▸ DIRECTIONS
From the entries that follow, pick out all lines holding "message".

▼

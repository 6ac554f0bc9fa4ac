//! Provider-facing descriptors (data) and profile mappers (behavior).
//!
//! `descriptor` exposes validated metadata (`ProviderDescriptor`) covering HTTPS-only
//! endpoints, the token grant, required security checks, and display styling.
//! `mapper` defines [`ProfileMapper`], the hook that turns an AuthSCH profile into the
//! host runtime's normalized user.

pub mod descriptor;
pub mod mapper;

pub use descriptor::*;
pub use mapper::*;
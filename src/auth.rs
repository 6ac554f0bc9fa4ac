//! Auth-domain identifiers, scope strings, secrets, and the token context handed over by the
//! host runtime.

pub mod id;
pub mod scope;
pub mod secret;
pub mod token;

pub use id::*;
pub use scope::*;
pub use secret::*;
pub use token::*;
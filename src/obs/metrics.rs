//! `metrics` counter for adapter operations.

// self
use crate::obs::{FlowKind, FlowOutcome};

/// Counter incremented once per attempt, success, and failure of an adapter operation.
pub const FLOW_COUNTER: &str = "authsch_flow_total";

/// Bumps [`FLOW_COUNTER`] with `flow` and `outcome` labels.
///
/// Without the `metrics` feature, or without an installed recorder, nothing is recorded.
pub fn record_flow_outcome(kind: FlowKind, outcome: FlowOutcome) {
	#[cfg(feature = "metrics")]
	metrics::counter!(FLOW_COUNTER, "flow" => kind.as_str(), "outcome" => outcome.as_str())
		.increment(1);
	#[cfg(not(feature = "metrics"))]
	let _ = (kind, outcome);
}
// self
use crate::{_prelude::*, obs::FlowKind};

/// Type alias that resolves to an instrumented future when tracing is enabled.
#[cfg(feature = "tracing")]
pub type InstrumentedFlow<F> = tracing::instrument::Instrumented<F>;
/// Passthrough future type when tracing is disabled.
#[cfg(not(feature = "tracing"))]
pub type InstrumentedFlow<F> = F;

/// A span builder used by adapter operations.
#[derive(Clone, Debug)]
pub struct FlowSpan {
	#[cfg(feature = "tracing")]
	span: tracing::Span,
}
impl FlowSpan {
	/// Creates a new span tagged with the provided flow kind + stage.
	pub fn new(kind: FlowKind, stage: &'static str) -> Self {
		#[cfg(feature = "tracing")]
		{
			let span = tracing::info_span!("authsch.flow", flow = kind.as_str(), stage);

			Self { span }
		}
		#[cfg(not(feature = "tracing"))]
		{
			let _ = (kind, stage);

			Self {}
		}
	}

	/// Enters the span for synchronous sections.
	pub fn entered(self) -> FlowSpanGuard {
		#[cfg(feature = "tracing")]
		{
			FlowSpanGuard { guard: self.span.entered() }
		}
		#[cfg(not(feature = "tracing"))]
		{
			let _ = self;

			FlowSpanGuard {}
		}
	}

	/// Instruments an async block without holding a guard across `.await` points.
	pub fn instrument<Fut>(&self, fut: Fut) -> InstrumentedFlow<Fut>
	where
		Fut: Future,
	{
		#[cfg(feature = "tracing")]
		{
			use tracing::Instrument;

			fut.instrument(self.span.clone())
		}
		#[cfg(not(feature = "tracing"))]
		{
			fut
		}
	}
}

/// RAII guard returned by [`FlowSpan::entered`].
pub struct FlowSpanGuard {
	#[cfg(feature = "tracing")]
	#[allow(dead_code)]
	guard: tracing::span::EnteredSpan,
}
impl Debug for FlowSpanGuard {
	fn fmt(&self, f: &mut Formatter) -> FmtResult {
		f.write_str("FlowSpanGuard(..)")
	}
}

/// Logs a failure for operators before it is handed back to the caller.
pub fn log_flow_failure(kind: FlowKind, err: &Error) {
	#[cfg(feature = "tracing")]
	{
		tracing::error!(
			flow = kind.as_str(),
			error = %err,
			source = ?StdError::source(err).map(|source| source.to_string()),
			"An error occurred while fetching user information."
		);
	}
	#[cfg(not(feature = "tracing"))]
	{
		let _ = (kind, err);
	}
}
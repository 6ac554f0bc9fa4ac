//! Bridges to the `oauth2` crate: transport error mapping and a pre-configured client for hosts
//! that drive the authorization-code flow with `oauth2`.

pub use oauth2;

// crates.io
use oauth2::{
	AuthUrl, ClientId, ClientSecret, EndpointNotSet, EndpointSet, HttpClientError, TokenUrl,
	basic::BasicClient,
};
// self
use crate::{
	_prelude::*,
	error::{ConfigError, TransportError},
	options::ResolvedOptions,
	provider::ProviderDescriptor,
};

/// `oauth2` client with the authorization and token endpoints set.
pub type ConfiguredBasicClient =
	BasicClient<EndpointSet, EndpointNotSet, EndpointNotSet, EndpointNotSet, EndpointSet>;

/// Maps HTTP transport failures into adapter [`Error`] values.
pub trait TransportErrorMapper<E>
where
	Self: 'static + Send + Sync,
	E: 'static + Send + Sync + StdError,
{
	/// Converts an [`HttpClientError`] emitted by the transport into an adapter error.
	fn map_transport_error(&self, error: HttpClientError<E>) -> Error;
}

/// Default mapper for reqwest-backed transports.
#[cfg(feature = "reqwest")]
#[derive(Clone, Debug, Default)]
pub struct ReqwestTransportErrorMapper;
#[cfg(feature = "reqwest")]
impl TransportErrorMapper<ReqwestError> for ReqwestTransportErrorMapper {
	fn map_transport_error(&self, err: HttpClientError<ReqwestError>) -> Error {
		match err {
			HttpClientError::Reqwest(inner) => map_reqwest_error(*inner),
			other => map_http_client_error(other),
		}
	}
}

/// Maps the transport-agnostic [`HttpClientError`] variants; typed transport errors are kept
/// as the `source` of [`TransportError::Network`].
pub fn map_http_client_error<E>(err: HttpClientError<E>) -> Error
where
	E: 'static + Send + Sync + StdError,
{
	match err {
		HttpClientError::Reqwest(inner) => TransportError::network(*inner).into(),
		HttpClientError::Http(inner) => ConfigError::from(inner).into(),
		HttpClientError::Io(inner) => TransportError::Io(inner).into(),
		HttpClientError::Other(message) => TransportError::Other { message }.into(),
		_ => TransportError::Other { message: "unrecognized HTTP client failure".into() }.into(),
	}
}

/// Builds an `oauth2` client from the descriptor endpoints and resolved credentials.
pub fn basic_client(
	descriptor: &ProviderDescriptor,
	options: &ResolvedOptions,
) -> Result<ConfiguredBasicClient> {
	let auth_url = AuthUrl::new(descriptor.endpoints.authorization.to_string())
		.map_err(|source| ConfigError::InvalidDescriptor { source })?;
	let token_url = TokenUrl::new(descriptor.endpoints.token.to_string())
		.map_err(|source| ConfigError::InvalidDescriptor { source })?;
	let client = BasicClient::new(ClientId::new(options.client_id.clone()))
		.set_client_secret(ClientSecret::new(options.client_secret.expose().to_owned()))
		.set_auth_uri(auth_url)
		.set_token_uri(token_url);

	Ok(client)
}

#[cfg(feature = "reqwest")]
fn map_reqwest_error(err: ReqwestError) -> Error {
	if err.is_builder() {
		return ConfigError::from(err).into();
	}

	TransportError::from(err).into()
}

▲
▼

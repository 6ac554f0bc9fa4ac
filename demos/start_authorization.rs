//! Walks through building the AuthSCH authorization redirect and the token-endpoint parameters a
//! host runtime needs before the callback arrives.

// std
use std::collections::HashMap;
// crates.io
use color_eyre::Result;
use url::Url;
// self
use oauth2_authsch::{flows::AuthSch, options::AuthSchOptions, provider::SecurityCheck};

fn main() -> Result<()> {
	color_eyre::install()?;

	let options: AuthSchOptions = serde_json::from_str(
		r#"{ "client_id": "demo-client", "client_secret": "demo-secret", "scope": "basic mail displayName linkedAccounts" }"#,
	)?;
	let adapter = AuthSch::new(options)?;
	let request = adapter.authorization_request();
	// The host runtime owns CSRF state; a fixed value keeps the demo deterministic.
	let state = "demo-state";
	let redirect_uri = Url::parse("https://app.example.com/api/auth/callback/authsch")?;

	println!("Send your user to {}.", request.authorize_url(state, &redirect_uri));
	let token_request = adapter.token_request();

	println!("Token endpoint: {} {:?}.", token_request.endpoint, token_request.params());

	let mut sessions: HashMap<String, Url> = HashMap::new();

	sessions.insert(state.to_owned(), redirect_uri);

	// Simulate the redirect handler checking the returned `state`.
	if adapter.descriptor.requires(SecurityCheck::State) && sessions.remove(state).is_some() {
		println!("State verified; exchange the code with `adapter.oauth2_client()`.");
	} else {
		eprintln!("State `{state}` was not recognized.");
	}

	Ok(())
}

▲
▼

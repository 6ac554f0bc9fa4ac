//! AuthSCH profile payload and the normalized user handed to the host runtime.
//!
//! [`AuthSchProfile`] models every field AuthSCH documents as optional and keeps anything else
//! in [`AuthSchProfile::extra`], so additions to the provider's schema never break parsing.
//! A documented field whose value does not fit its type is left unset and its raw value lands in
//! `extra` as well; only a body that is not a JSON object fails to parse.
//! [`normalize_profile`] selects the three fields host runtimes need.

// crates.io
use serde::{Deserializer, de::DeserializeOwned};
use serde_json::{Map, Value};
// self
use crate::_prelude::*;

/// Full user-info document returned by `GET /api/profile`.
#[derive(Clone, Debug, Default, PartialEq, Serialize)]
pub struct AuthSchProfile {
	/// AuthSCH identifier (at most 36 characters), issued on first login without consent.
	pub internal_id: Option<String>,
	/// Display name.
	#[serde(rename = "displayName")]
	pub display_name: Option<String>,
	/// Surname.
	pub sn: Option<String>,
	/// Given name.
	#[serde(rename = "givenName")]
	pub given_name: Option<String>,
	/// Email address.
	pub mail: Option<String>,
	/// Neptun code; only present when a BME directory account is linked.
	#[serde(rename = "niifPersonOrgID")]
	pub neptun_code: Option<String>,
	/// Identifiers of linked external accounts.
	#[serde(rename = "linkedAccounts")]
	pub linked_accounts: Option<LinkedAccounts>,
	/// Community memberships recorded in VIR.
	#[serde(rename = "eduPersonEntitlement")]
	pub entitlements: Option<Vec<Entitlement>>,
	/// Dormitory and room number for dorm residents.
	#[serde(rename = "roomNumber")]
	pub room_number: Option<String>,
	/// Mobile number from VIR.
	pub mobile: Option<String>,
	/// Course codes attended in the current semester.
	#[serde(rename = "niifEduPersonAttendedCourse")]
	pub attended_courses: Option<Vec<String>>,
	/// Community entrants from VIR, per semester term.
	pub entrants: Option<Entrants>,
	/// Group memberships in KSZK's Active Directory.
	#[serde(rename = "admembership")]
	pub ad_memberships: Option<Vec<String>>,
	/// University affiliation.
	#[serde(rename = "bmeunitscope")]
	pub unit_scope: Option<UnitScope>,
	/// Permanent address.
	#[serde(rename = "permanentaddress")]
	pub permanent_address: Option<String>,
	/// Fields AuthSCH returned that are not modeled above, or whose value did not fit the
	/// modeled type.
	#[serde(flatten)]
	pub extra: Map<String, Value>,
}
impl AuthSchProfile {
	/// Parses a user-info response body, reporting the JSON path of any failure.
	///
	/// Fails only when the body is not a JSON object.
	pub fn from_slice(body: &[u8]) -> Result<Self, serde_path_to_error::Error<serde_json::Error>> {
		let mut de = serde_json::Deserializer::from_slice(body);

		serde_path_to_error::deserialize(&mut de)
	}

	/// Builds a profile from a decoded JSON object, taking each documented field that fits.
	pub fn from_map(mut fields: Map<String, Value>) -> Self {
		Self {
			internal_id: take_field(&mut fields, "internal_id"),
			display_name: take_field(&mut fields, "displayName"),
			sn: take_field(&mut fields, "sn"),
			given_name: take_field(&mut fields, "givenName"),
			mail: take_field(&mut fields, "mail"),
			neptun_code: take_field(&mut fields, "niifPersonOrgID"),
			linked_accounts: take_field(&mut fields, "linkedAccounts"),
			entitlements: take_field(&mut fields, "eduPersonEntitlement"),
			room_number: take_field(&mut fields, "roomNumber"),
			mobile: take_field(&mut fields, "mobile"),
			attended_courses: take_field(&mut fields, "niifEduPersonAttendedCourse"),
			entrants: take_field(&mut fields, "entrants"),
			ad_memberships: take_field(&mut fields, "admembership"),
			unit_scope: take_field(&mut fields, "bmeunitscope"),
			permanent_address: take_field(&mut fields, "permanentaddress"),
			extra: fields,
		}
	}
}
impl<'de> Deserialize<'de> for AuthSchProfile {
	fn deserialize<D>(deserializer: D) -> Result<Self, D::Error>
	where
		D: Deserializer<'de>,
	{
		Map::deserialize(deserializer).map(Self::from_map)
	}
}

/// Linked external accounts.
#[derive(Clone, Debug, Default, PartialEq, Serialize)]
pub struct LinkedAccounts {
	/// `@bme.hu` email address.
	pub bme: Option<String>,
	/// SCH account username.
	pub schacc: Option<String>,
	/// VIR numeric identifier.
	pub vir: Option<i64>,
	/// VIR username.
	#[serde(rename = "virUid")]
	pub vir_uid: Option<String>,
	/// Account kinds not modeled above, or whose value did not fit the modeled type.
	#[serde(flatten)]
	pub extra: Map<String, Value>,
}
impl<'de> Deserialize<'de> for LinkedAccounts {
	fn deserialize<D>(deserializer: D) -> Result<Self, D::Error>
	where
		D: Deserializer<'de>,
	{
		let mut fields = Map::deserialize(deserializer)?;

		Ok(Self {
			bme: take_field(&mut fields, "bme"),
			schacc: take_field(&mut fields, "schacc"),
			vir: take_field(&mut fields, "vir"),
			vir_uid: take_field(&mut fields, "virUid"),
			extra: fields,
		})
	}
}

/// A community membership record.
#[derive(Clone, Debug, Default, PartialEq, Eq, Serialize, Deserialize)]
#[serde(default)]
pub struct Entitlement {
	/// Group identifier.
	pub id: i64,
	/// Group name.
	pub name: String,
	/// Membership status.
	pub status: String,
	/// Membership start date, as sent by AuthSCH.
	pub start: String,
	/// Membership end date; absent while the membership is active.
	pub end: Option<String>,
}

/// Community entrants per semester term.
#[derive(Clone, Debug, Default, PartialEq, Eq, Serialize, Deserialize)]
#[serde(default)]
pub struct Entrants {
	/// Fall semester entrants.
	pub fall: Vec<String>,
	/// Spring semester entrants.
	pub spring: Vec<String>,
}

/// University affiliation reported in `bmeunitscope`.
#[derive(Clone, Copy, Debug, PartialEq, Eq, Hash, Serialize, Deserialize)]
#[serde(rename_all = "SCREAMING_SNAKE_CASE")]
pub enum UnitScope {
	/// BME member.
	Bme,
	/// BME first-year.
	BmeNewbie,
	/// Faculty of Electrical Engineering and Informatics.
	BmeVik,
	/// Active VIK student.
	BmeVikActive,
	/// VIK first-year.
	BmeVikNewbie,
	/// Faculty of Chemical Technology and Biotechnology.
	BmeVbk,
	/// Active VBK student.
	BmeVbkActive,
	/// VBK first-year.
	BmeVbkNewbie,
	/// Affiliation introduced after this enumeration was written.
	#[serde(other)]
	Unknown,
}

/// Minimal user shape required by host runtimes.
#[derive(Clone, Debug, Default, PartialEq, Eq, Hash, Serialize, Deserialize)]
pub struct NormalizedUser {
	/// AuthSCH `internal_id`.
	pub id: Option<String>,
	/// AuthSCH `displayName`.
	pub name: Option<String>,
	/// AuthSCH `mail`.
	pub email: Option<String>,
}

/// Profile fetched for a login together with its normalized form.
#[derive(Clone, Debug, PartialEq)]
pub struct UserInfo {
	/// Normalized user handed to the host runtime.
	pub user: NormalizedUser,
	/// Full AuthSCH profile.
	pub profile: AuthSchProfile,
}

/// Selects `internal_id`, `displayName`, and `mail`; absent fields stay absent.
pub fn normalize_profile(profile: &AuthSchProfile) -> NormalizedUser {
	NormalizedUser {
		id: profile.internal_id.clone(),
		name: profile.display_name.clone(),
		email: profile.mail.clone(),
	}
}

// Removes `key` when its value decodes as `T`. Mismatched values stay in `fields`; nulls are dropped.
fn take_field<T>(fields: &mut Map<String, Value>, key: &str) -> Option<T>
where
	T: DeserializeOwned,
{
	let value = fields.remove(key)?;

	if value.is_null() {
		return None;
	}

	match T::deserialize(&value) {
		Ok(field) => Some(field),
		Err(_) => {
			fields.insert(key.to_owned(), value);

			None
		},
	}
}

▲

▸ SOLUTION
		HttpClientError::Other(message) => TransportError::Other { message }.into(),
		_ => TransportError::Other { message: "unrecognized HTTP client failure".into() }.into(),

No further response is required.